Horseshoe crabs engage in an annual mass spawning, an event that once so overwhelmed the beach with eggs that it all but ensured their survival.

The spawning event is timed to the spring lunar tide—generally the highest of the season. Thousands of horseshoe crabs descend on the shoreline to lay clusters of eggs, which they bury 6 inches (15 centimeters) deep.

Since the crabs bury their eggs, they are fodder for migratory birds only when other crabs dislodge the eggs as they attempt to bury their own, Niles explained.

With literally thousands of crabs spawning at once, dislodged eggs were guaranteed. All the shorebirds had to do was eat. But as crab density dropped, fewer eggs were dislodged.

"That had a catastrophic effect on the shorebird population," Niles said. "The Delaware Bay stopover fell from over a million to just a couple hundred thousand this year."

The red knot, a migratory bird that stops over on its way from South America to the Arctic, is taking the hardest hit. The population has fallen to just over 17,000 from more than 50,000 six years ago, according to annual surveys.

"The birds need the eggs to successfully reproduce and [Delaware Bay] is the last stop before they go to the Arctic to breed," USGS's Haramis said.

Crabbing Moratorium

According to Niles, the red knot could be extinct within five years.

"We are in a major effort to try to stop the [horseshoe crab] harvest for a couple of years until the crabs can recover and, over time, eventually restore the shorebird population," he said.

Last month the state of New Jersey approved a two-year moratorium on the horseshoe crab harvest.

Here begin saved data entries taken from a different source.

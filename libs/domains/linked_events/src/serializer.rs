//! Record representations and inbound event payloads.

use std::collections::{BTreeMap, BTreeSet, HashMap};
use std::str::FromStr;

use chrono::{DateTime, Duration, Utc};
use chrono_tz::Tz;
use serde_json::{Map, Value};

use crate::error::{LinkedEventsError, LinkedEventsResult};
use crate::filter::parse_time;
use crate::jsonld::{self, JsonLdContext, JsonLdResource, Placement, Related, relation_id};
use crate::models::{
    Event, EventFields, EventLink, EventStatus, EventTime, Keyword, Language, Offer, Place,
    TextColumns, to_object,
};
use crate::translation::{
    self, EVENT_TRANSLATED_FIELDS, KEYWORD_TRANSLATED_FIELDS, LANGUAGE_TRANSLATED_FIELDS,
    LanguageSet, OFFER_TRANSLATED_FIELDS, PLACE_TRANSLATED_FIELDS, SUPPORTED_LANGUAGES,
};

const HIDDEN_EVENT_FIELDS: &[&str] = &["has_start_time", "has_end_time", "is_recurring_super"];

/// Related records fetched for `include` expansion.
#[derive(Debug, Clone, Default)]
pub struct Expansions {
    pub places: HashMap<String, Place>,
    pub keywords: HashMap<String, Keyword>,
    pub sub_events: HashMap<String, Event>,
}

/// Ids the given events would expand under `ctx`.
#[derive(Debug, Clone, Default, PartialEq)]
pub struct ExpansionIds {
    pub places: Vec<String>,
    pub keywords: Vec<String>,
    pub sub_events: Vec<String>,
}

impl ExpansionIds {
    pub fn collect<'a>(events: impl IntoIterator<Item = &'a Event>, ctx: &JsonLdContext) -> Self {
        let mut places = BTreeSet::new();
        let mut keywords = BTreeSet::new();
        let mut sub_events = BTreeSet::new();

        for event in events {
            if ctx.includes("location") {
                places.extend(event.location.iter().cloned());
            }
            if ctx.includes("keywords") {
                keywords.extend(event.keywords.iter().cloned());
            }
            if ctx.includes("sub_events") {
                sub_events.extend(event.sub_events.iter().cloned());
            }
        }

        Self {
            places: places.into_iter().collect(),
            keywords: keywords.into_iter().collect(),
            sub_events: sub_events.into_iter().collect(),
        }
    }

    pub fn is_empty(&self) -> bool {
        self.places.is_empty() && self.keywords.is_empty() && self.sub_events.is_empty()
    }
}

/// Renders records into their JSON-LD wire form.
#[derive(Debug, Clone, Copy)]
pub struct Renderer<'a> {
    pub ctx: &'a JsonLdContext,
    pub langs: &'a LanguageSet,
    pub tz: Tz,
}

impl<'a> Renderer<'a> {
    pub fn new(ctx: &'a JsonLdContext, langs: &'a LanguageSet, tz: Tz) -> Self {
        Self { ctx, langs, tz }
    }

    fn translated<T: serde::Serialize>(&self, record: &T, fields: &[&str]) -> Map<String, Value> {
        let mut object = to_object(record);
        translation::decode(&mut object, fields, self.langs);
        object
    }

    pub fn place(&self, place: &Place, placement: Placement) -> Map<String, Value> {
        let mut object = self.translated(place, PLACE_TRANSLATED_FIELDS);
        self.ctx.envelope::<Place>(&mut object, &place.id, placement);
        object
    }

    pub fn keyword(&self, keyword: &Keyword, placement: Placement) -> Map<String, Value> {
        let mut object = self.translated(keyword, KEYWORD_TRANSLATED_FIELDS);
        self.ctx.envelope::<Keyword>(&mut object, &keyword.id, placement);
        object
    }

    pub fn language(&self, language: &Language, placement: Placement) -> Map<String, Value> {
        let mut object = self.translated(language, LANGUAGE_TRANSLATED_FIELDS);
        self.ctx.envelope::<Language>(&mut object, &language.id, placement);
        object
    }

    fn offer(&self, offer: &Offer) -> Value {
        Value::Object(self.translated(offer, OFFER_TRANSLATED_FIELDS))
    }

    fn link(link: &EventLink) -> Value {
        let mut object = to_object(link);
        if link.name.is_empty() {
            object.insert("name".into(), Value::Null);
        }
        Value::Object(object)
    }

    fn related<R: JsonLdResource>(&self, id: &str, expanded: Option<Map<String, Value>>) -> Value {
        match expanded {
            Some(object) => Related::Expanded(object),
            None => Related::reference::<R>(self.ctx, id),
        }
        .into_value()
    }

    /// Full event representation.
    ///
    /// Date-only start times render as a local date; a date-only end time
    /// within a day of the start renders as null.
    pub fn event(
        &self,
        event: &Event,
        expansions: &Expansions,
        placement: Placement,
        days_left: bool,
    ) -> Map<String, Value> {
        let mut object = self.translated(event, EVENT_TRANSLATED_FIELDS);
        for field in HIDDEN_EVENT_FIELDS {
            object.remove(*field);
        }

        if let (false, Some(start)) = (event.has_start_time, event.start_time) {
            let local_date = start.with_timezone(&self.tz).format("%Y-%m-%d").to_string();
            object.insert("start_time".into(), Value::String(local_date));
        }
        if let (false, Some(start), Some(end)) = (event.has_end_time, event.start_time, event.end_time) {
            if end - start <= Duration::days(1) {
                object.insert("end_time".into(), Value::Null);
            }
        }
        if days_left {
            object.insert("days_left".into(), event.days_left().map(Value::from).unwrap_or(Value::Null));
        }

        object.insert(
            "offers".into(),
            Value::Array(event.offers.iter().map(|o| self.offer(o)).collect()),
        );
        object.insert(
            "external_links".into(),
            Value::Array(event.external_links.iter().map(Self::link).collect()),
        );

        let nested_ctx = self.ctx.nested();
        let nested = Renderer::new(&nested_ctx, self.langs, self.tz);
        let expand = |relation: &str| self.ctx.includes(relation);

        let location = match &event.location {
            Some(id) => {
                let expanded = expansions
                    .places
                    .get(id)
                    .filter(|_| expand("location"))
                    .map(|place| nested.place(place, Placement::Nested));
                self.related::<Place>(id, expanded)
            }
            None => Value::Null,
        };
        object.insert("location".into(), location);

        let keywords = event
            .keywords
            .iter()
            .map(|id| {
                let expanded = expansions
                    .keywords
                    .get(id)
                    .filter(|_| expand("keywords"))
                    .map(|keyword| nested.keyword(keyword, Placement::Nested));
                self.related::<Keyword>(id, expanded)
            })
            .collect();
        object.insert("keywords".into(), Value::Array(keywords));

        let sub_events = event
            .sub_events
            .iter()
            .map(|id| {
                let expanded = expansions
                    .sub_events
                    .get(id)
                    .filter(|_| expand("sub_events"))
                    .map(|child| nested.event(child, &Expansions::default(), Placement::Nested, false));
                self.related::<Event>(id, expanded)
            })
            .collect();
        object.insert("sub_events".into(), Value::Array(sub_events));

        let super_event = event
            .super_event
            .as_deref()
            .map(|id| Related::reference::<Event>(self.ctx, id).into_value())
            .unwrap_or(Value::Null);
        object.insert("super_event".into(), super_event);

        self.ctx.envelope::<Event>(&mut object, &event.id, placement);
        object
    }

    /// Final output form: camelCase keys when enabled.
    pub fn finish(&self, object: Map<String, Value>) -> Value {
        let value = Value::Object(object);
        if self.ctx.camelcase() {
            jsonld::camelize(value)
        } else {
            value
        }
    }
}

/// Parsed create or update body. Relation ids are not yet checked.
#[derive(Debug, Clone, Default, PartialEq)]
pub struct EventPayload {
    /// Client supplied `id`, if any.
    pub id: Option<String>,
    pub fields: EventFields,
}

fn invalid(message: impl Into<String>) -> LinkedEventsError {
    LinkedEventsError::InvalidPayload(message.into())
}

fn text_columns(
    object: &mut Map<String, Value>,
    fields: &[&str],
) -> LinkedEventsResult<BTreeMap<String, Option<String>>> {
    let mut columns = BTreeMap::new();
    for field in fields {
        let names = std::iter::once(field.to_string())
            .chain(SUPPORTED_LANGUAGES.iter().map(|lang| translation::column(field, lang)));
        for name in names {
            match object.remove(&name) {
                None => {}
                Some(Value::Null) => {
                    columns.insert(name, None);
                }
                Some(Value::String(text)) => {
                    columns.insert(name, Some(text));
                }
                Some(_) => return Err(invalid(format!("{name}: expected text"))),
            }
        }
    }
    Ok(columns)
}

fn optional_time(
    object: &mut Map<String, Value>,
    field: &str,
    tz: Tz,
    now: DateTime<Utc>,
) -> LinkedEventsResult<Option<Option<EventTime>>> {
    match object.remove(field) {
        None => Ok(None),
        Some(Value::Null) => Ok(Some(None)),
        Some(Value::String(raw)) if raw.trim().is_empty() => Ok(None),
        Some(Value::String(raw)) => Ok(Some(Some(parse_time(&raw, true, tz, now)?))),
        Some(_) => Err(invalid(format!("{field}: expected a date or date-time string"))),
    }
}

fn optional_relation(
    object: &mut Map<String, Value>,
    field: &str,
) -> LinkedEventsResult<Option<Option<String>>> {
    match object.remove(field) {
        None => Ok(None),
        Some(Value::Null) => Ok(Some(None)),
        Some(value) => Ok(Some(Some(relation_id(field, &value)?))),
    }
}

/// Related ids in first-seen order, without repeats.
fn relation_list(object: &mut Map<String, Value>, field: &str) -> LinkedEventsResult<Vec<String>> {
    match object.remove(field) {
        None | Some(Value::Null) => Ok(Vec::new()),
        Some(Value::Array(items)) => {
            let mut ids: Vec<String> = Vec::with_capacity(items.len());
            for item in &items {
                let id = relation_id(field, item)?;
                if !ids.contains(&id) {
                    ids.push(id);
                }
            }
            Ok(ids)
        }
        Some(_) => Err(invalid(format!("{field}: expected a list"))),
    }
}

fn objects(value: Option<Value>, field: &str) -> LinkedEventsResult<Option<Vec<Map<String, Value>>>> {
    match value {
        None => Ok(None),
        Some(Value::Null) => Ok(Some(Vec::new())),
        Some(Value::Array(items)) => items
            .into_iter()
            .map(|item| match item {
                Value::Object(object) => Ok(object),
                _ => Err(invalid(format!("{field}: expected a list of objects"))),
            })
            .collect::<LinkedEventsResult<Vec<_>>>()
            .map(Some),
        Some(_) => Err(invalid(format!("{field}: expected a list"))),
    }
}

fn parse_offer(mut object: Map<String, Value>, langs: &LanguageSet) -> LinkedEventsResult<Offer> {
    let is_free = match object.remove("is_free") {
        None | Some(Value::Null) => false,
        Some(Value::Bool(flag)) => flag,
        Some(_) => return Err(invalid("offers.is_free: expected a boolean")),
    };
    translation::encode(&mut object, OFFER_TRANSLATED_FIELDS, langs)?;

    let mut text = TextColumns::new();
    for (column, value) in text_columns(&mut object, OFFER_TRANSLATED_FIELDS)? {
        text.set(&column, value);
    }
    Ok(Offer { is_free, text })
}

fn parse_link(object: Map<String, Value>) -> LinkedEventsResult<EventLink> {
    let string = |key: &str, required: bool| -> LinkedEventsResult<String> {
        match object.get(key) {
            Some(Value::String(s)) => Ok(s.clone()),
            None | Some(Value::Null) if !required => Ok(String::new()),
            _ => Err(invalid(format!("external_links.{key}: expected text"))),
        }
    };
    Ok(EventLink {
        name: string("name", false)?,
        language: string("language", true)?,
        link: string("link", true)?,
    })
}

/// Parse an event create/update body.
///
/// Translated fields go through the codec, times through `parse_time`
/// (dates become date-only times), and relations must be `{"@id": …}`
/// objects.
pub fn parse_event_payload(
    body: Value,
    langs: &LanguageSet,
    tz: Tz,
    now: DateTime<Utc>,
    camelcase: bool,
) -> LinkedEventsResult<EventPayload> {
    let body = if camelcase { jsonld::underscoreize(body) } else { body };
    let Value::Object(mut object) = body else {
        return Err(invalid("Expected a JSON object"));
    };

    let id = match object.remove("id") {
        None | Some(Value::Null) => None,
        Some(Value::String(id)) => Some(id),
        Some(other) => Some(other.to_string()),
    };

    translation::encode(&mut object, EVENT_TRANSLATED_FIELDS, langs)?;
    let text = text_columns(&mut object, EVENT_TRANSLATED_FIELDS)?;

    let offers = objects(object.remove("offers"), "offers")?
        .map(|items| items.into_iter().map(|o| parse_offer(o, langs)).collect())
        .transpose()?;
    let external_links = objects(object.remove("external_links"), "external_links")?
        .map(|items| items.into_iter().map(parse_link).collect())
        .transpose()?;

    let event_status = match object.remove("event_status") {
        None | Some(Value::Null) => None,
        Some(Value::String(status)) => Some(
            EventStatus::from_str(&status)
                .map_err(|_| invalid(format!("event_status: unknown status '{status}'")))?,
        ),
        Some(_) => return Err(invalid("event_status: expected text")),
    };

    let custom_data = match object.remove("custom_data") {
        None | Some(Value::Null) => None,
        Some(data @ Value::Object(_)) => Some(data),
        Some(_) => return Err(invalid("custom_data: expected an object")),
    };

    let fields = EventFields {
        start_time: optional_time(&mut object, "start_time", tz, now)?,
        end_time: optional_time(&mut object, "end_time", tz, now)?,
        location: optional_relation(&mut object, "location")?,
        keywords: relation_list(&mut object, "keywords")?,
        offers,
        external_links,
        super_event: optional_relation(&mut object, "super_event")?,
        event_status,
        custom_data,
        text,
    };

    Ok(EventPayload { id, fields })
}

The ban must clear a few remaining regulatory hurdles before taking effect in May, according to the New Jersey Division of Fish, Game, and Wildlife.

The New Jersey ban should protect 80,000 to 90,000 crabs a year.

In addition, the Atlantic States Marine Fisheries Commission is considering further restrictions—possibly a moratorium on the entire fishery in the Delaware Bay—and new limits on the horseshoe crab fisheries in Maryland and Virginia.

Public comment on the restrictions closed today. If approved, the limits will be effective July 1, according to the fisheries commission.

Fordham University's Botton said any moratorium is welcome for the crab and shorebirds but cautioned that the crabs take about ten years to reach reproductive age.

"So even if there were a total moratorium this year, it's not realistic to expect to see the benefits of that for years to come," he said.